First, I've made some minor improvements, and in the second graph I've applied the "frequency" smoothing function. Notice how the first graph has a maximum around 440 kb, while the smoothed and accumulated graph below peaks at around 900.
set terminal png size 600,250
set xtics rotate
set xrange [:"[24/Apr/2011:22"]
plot "< cat /tmp/access | cut -f 4,10 -d ' ' | egrep '.* [0-9]+'" using 1:($2/1000) title "kb" with points
plot "< cat /tmp/access | cut -f 4,10 -d ' ' | egrep '.* [0-9]+'" using 1:($2/1000) title "kb" smooth frequency with points
awk
Although the frequency smoothing function gives an accurate picture, some of the accumulations are done at a too wide range, thus giving the impression of higher load than is the case. Another way to sum up the data is to aggregate all request on the same second into a sum. This can be done with the following awk script:
awk '{ date=$1; if (date==olddate) sum=sum+$2; else { if (olddate!="") {print olddate,sum}; olddate=date; sum=$2}} END {print date,sum}'
The input still has to be scrubbed, so the final line looks like this:
cat /tmp/access | cut -f 4,10 -d ' ' | egrep ".* [0-9]+$" | awk '{ date=$1; if (date==olddate) sum=sum+$2; else { if (olddate!="") {print olddate,sum}; olddate=date; sum=$2}} END {print date,sum}' > /tmp/access_awk
Plotting these two functions in the same graphs shows the difference between the peaks of the frequency function, and the simple aggregation:
plot "< cat /tmp/access | cut -f 4,10 -d ' ' | egrep '.* [0-9]+'" using 1:($2/1000) title "frequency" smooth frequency with points, "/tmp/access_awk" using 1:($2/1000) title "awk" with points lt 0
Moving average in Gnuplot
For the daily graph, I think I'd prefer the one using the awk output, and perhaps using lines or "impulses" as style instead. However, it does not address the outliers. To smooth them out, we could try a moving average. This is not supported by any native function in gnuplot, so we have to roll our own. Thanks to Ethan A Merritt, there is an example of this.
Of course, this will put a lot less emphasis on peaks, and the outlier at 650 kb in the graphs above is now represented with a spike of less than 200. Furthermore, there is a problem with the moving average of time data of inconsistent frequency. The values will be the same whether the last five request were over an hour or a few seconds.
samples(x) = $0 > 4 ? 5 : ($0+1)
avg5(x) = (shift5(x), (back1+back2+back3+back4+back5)/samples($0))
shift5(x) = (back5 = back4, back4 = back3, back3 = back2, back2 = back1, back1 = x)
init(x) = (back1 = back2 = back3 = back4 = back5 = 0)

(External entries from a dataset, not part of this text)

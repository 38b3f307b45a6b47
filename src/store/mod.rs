//! Durable storage for observed containers, the distinct-image set and its
//! scan status, cached SBOMs, parsed package lists, vulnerability findings,
//! and the metric-staleness blob. Modeled as a narrow capability trait
//! (`PersistentStore`) so the registry, worker and scheduler depend on an
//! interface rather than a concrete backend — the same seam the teacher
//! draws between `CVEStore`/`ExploitStore`/`RemediationStore` and their
//! backends.

mod memory;
mod sqlite;

pub use memory::MemoryStore;
pub use sqlite::SqliteStore;

use async_trait::async_trait;
use chrono::{DateTime, Utc};

use crate::domain::{Container, ContainerId, Digest, ImageRecord, PackageRow, VulnerabilityRow};
use crate::error::Result;

/// Result of the orphan-cleanup job: how many image records (and their
/// cascaded rows) were removed.
#[derive(Debug, Clone, Copy, Default, PartialEq, Eq)]
pub struct CleanupStats {
    pub images_deleted: u64,
    pub packages_deleted: u64,
    pub vulnerabilities_deleted: u64,
}

#[async_trait]
pub trait PersistentStore: Send + Sync {
    // -- Containers --------------------------------------------------
    async fn upsert_container(&self, container: &Container) -> Result<()>;
    async fn remove_container(&self, id: &ContainerId) -> Result<()>;
    async fn list_containers(&self) -> Result<Vec<Container>>;
    /// Number of containers currently referencing a digest.
    async fn count_containers_for_digest(&self, digest: &Digest) -> Result<u64>;

    // -- Image records -------------------------------------------------
    /// Insert a new `pending` record if none exists for this digest;
    /// returns `true` if a record was newly created (invariant I1).
    async fn ensure_image_record(&self, digest: &Digest, reference: &str) -> Result<bool>;
    async fn get_image_record(&self, digest: &Digest) -> Result<Option<ImageRecord>>;
    async fn list_image_records(&self) -> Result<Vec<ImageRecord>>;
    async fn list_image_records_built_before(
        &self,
        built_at: DateTime<Utc>,
    ) -> Result<Vec<ImageRecord>>;
    async fn set_status(&self, digest: &Digest, status: crate::domain::ImageStatus) -> Result<()>;
    /// Store SBOM bytes and the packages parsed from them atomically,
    /// advancing status to `scanning_vulnerabilities`.
    async fn store_sbom(
        &self,
        digest: &Digest,
        sbom: Vec<u8>,
        packages: Vec<PackageRow>,
        os_name: Option<String>,
        os_version: Option<String>,
    ) -> Result<()>;
    /// Store vulnerability rows and the DB build timestamp they were
    /// produced against atomically, advancing status to `completed`.
    async fn store_vulnerabilities(
        &self,
        digest: &Digest,
        findings: Vec<u8>,
        rows: Vec<VulnerabilityRow>,
        grype_built_at: DateTime<Utc>,
    ) -> Result<()>;
    /// Delete every image record with zero referencing containers,
    /// cascading to its packages and vulnerabilities (invariant I2).
    async fn cleanup_orphaned_images(&self) -> Result<CleanupStats>;

    // -- Derived rows ----------------------------------------------------
    async fn list_packages(&self, digest: &Digest) -> Result<Vec<PackageRow>>;
    async fn list_vulnerabilities(&self, digest: &Digest) -> Result<Vec<VulnerabilityRow>>;

    // -- Key/value: vulnerability-DB timestamp + metric staleness blob --
    async fn get_vulndb_built_at(&self) -> Result<Option<DateTime<Utc>>>;
    async fn set_vulndb_built_at(&self, built_at: DateTime<Utc>) -> Result<()>;
    async fn get_staleness_blob(&self) -> Result<Option<Vec<u8>>>;
    async fn set_staleness_blob(&self, blob: Vec<u8>) -> Result<()>;
}
//! Authoritative live set of currently-running containers, keyed by
//! `ContainerId`. Every write is mirrored to the `PersistentStore` and may
//! enqueue a scan job. A single readers-writer lock guards the in-memory
//! map; because store writes must be observed by readers atomically with
//! the in-memory mutation, this uses `tokio::sync::RwLock` (not
//! `parking_lot`) so the write guard can be held across the store's async
//! calls without risking a blocking-lock-across-await hazard.

use std::collections::{HashMap, HashSet};
use std::sync::Arc;

use tokio::sync::RwLock;
use tracing::{debug, instrument, warn};

use crate::domain::{Container, ContainerId, Digest, Runtime, ScanJob};
use crate::error::Result;
use crate::queue::ScanQueueHandle;
use crate::store::PersistentStore;

pub struct ContainerRegistry {
    containers: RwLock<HashMap<ContainerId, Container>>,
    store: Arc<dyn PersistentStore>,
    queue: Arc<dyn ScanQueueHandle>,
}

impl ContainerRegistry {
    pub fn new(store: Arc<dyn PersistentStore>, queue: Arc<dyn ScanQueueHandle>) -> Self {
        ContainerRegistry {
            containers: RwLock::new(HashMap::new()),
            store,
            queue,
        }
    }

    /// Seed the in-memory map from the store at startup, before the first
    /// watcher event arrives.
    pub async fn hydrate(&self) -> Result<()> {
        let containers = self.store.list_containers().await?;
        let mut guard = self.containers.write().await;
        for container in containers {
            guard.insert(container.id.clone(), container);
        }
        Ok(())
    }

    #[instrument(skip(self, container), fields(namespace = %container.id.namespace, pod = %container.id.pod, container = %container.id.container_name))]
    pub async fn add(&self, container: Container) -> Result<()> {
        let mut guard = self.containers.write().await;
        self.upsert_locked(&mut guard, &container).await?;
        self.maybe_enqueue_locked(&container).await?;
        Ok(())
    }

    #[instrument(skip(self))]
    pub async fn remove(&self, id: &ContainerId) -> Result<()> {
        let mut guard = self.containers.write().await;
        guard.remove(id);
        self.store.remove_container(id).await?;
        Ok(())
    }

    /// Replace the in-memory set atomically with the deduplicated set,
    /// diffing against the previous state to issue adds/removes, then
    /// issuing at most one scan enqueue per unique digest in the new set.
    #[instrument(skip(self, containers), fields(count = containers.len()))]
    pub async fn set(&self, containers: Vec<Container>) -> Result<()> {
        let mut deduped: HashMap<ContainerId, Container> = HashMap::new();
        for container in containers {
            deduped.insert(container.id.clone(), container);
        }

        let mut guard = self.containers.write().await;
        let old_ids: HashSet<ContainerId> = guard.keys().cloned().collect();
        let new_ids: HashSet<ContainerId> = deduped.keys().cloned().collect();

        for id in old_ids.difference(&new_ids) {
            guard.remove(id);
            self.store.remove_container(id).await?;
        }

        for container in deduped.values() {
            self.upsert_locked(&mut guard, container).await?;
        }

        // One representative container per unique digest, in first-seen
        // order, for the enqueue pass below.
        let mut representative: HashMap<String, &Container> = HashMap::new();
        for container in deduped.values() {
            representative
                .entry(container.image.digest.key())
                .or_insert(container);
        }

        for container in representative.values() {
            self.maybe_enqueue_locked(container).await?;
        }

        *guard = deduped;
        Ok(())
    }

    async fn upsert_locked(
        &self,
        guard: &mut HashMap<ContainerId, Container>,
        container: &Container,
    ) -> Result<()> {
        guard.insert(container.id.clone(), container.clone());
        self.store.upsert_container(container).await
    }

    /// Upsert the `ImageRecord` for this container's digest and enqueue a
    /// scan if it is new, previously failed, or has incomplete data.
    async fn maybe_enqueue_locked(&self, container: &Container) -> Result<()> {
        let digest = container.image.digest.clone();
        let is_new = self
            .store
            .ensure_image_record(&digest, &container.image.reference)
            .await?;

        let force = if is_new {
            false
        } else {
            match self.store.get_image_record(&digest).await? {
                Some(record) if record.status.is_failed() => true,
                Some(record) if record.data_incomplete() => false,
                Some(_) => return Ok(()), // complete and healthy, nothing to do
                None => false,            // shouldn't happen; ensure_image_record just ran
            }
        };

        debug!(digest = %digest, force, "enqueuing scan");
        let job = ScanJob::new(container.image.clone(), &container.node_name, container.runtime);
        let job = if force { job.forced() } else { job };
        if let Err(e) = self.queue.enqueue(job) {
            warn!(digest = %digest, error = %e, "failed to enqueue scan job");
        }
        Ok(())
    }

    pub async fn snapshot(&self) -> Vec<Container> {
        self.containers.read().await.values().cloned().collect()
    }

    pub async fn get(&self, id: &ContainerId) -> Option<Container> {
        self.containers.read().await.get(id).cloned()
    }

    pub async fn len(&self) -> usize {
        self.containers.read().await.len()
    }

    pub async fn unique_digests(&self) -> Vec<Digest> {
        let guard = self.containers.read().await;
        let mut seen = HashSet::new();
        let mut digests = Vec::new();
        for container in guard.values() {
            if seen.insert(container.image.digest.key()) {
                digests.push(container.image.digest.clone());
            }
        }
        digests
    }

    /// Any one currently-live container observed with this digest, for
    /// resolving a node/runtime hint when force-enqueuing a rescan.
    pub async fn representative_for_digest(&self, digest: &Digest) -> Option<Container> {
        self.containers
            .read()
            .await
            .values()
            .find(|c| c.image.digest.key() == digest.key())
            .cloned()
    }
}

/// Parses the Kubernetes `containerID` / `imageID` pair into a `Runtime` and
/// digest, matching the watcher's extraction rules. Lives here because both
/// the registry's tests and the watcher need it, and it operates purely on
/// the domain types this module owns.
pub fn runtime_from_container_id(container_id: &str) -> Runtime {
    Runtime::from_container_id_prefix(container_id)
}

#[cfg(test)]
mod tests {
    use super::*;
    use crate::domain::ImageRef;
    use crate::queue::{FullBehavior, ScanQueue};
    use crate::store::MemoryStore;

    fn digest(seed: char) -> Digest {
        Digest::parse(&format!("sha256:{}", seed.to_string().repeat(64))).unwrap()
    }

    fn make_container(ns: &str, pod: &str, name: &str, digest: Digest) -> Container {
        Container::new(
            ContainerId::new(ns, pod, name),
            ImageRef {
                reference: format!("{name}:latest"),
                digest,
            },
            "node-a".into(),
            Runtime::Containerd,
        )
    }

    async fn test_registry() -> (ContainerRegistry, Arc<ScanQueue>) {
        let store = Arc::new(MemoryStore::new());
        let queue = Arc::new(ScanQueue::new(0, FullBehavior::Drop));
        let registry = ContainerRegistry::new(store, queue.clone());
        (registry, queue)
    }

    #[tokio::test]
    async fn add_enqueues_new_digest_once() {
        let (registry, queue) = test_registry().await;
        let d = digest('a');
        registry
            .add(make_container("default", "pod-1", "nginx", d.clone()))
            .await
            .unwrap();
        registry
            .add(make_container("default", "pod-2", "nginx", d.clone()))
            .await
            .unwrap();
        assert_eq!(registry.len().await, 2);
        assert_eq!(registry.unique_digests().await.len(), 1);
        // No worker runs here, so the first add()'s ImageRecord stays
        // `Pending` — neither failed nor data-incomplete — and the second
        // add() takes the "complete and healthy, nothing to do" early exit
        // in maybe_enqueue_locked. Only one enqueue happens.
        assert_eq!(queue.metrics().total_enqueued(), 1);
    }

    #[tokio::test]
    async fn set_enqueues_once_per_unique_digest() {
        let (registry, queue) = test_registry().await;
        let d = digest('b');
        let containers = vec![
            make_container("default", "pod-1", "nginx", d.clone()),
            make_container("default", "pod-2", "nginx", d.clone()),
        ];
        registry.set(containers).await.unwrap();
        assert_eq!(registry.len().await, 2);
        assert_eq!(queue.metrics().total_enqueued(), 1);
    }

    #[tokio::test]
    async fn remove_drops_container_but_keeps_image_record() {
        let (registry, _queue) = test_registry().await;
        let d = digest('c');
        let container = make_container("default", "pod-1", "nginx", d.clone());
        registry.add(container.clone()).await.unwrap();
        registry.remove(&container.id).await.unwrap();
        assert_eq!(registry.len().await, 0);
    }
}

plot init(0) notitle, "/tmp/access_awk" using 1:(avg5($2/1000)) title "awk & avg5" with lines lt 1
Zooming out to the day view, the average is maybe more appropriate here, since data is overall on a more consistent frequency.
set xrange [*:*]
set format x "%d"
plot "/tmp/access_awk" using 1:(avg5($2/1000)) title "awk & avg5" with lines
Cumulative
Finally, another interesting view is the cumulative output day by day. This can easily be achieved by inserting a blank line in the data file between each day. In awk, using the previous sum file generated above, it can be done like this:
cat /tmp/access_awk | awk 'BEGIN { FS = ":" } ; { date=$1; if (date==olddate) print $0; else { print ""; print $0; olddate=date}}' > /tmp/access_awk_days
Or an alternative, based on the original access_log file. The aggregation per second this not necessary, since the "cumulative" function will do the same operation, and the graph will be exactly the same:
cat /tmp/access | cut -f 4,10 -d ' ' | egrep ".* [0-9]+$" | awk 'BEGIN { FS = ":" } ; { date=$1; if (date==olddate) print $0; else { print ""; print $0; olddate=date}}' > /tmp/access_awk_days
And the gnuplot. Note that the tics on the x-axis are set manually here, starting on a day before the first day in plot, and ending on the last. The increment is set to a bit less than a day in seconds (60 * 60 * 24 = 86400) to approximately center it under each line. Also note, that the format of the start and end arguments still have to be the same as set in the beginning, with timefmt.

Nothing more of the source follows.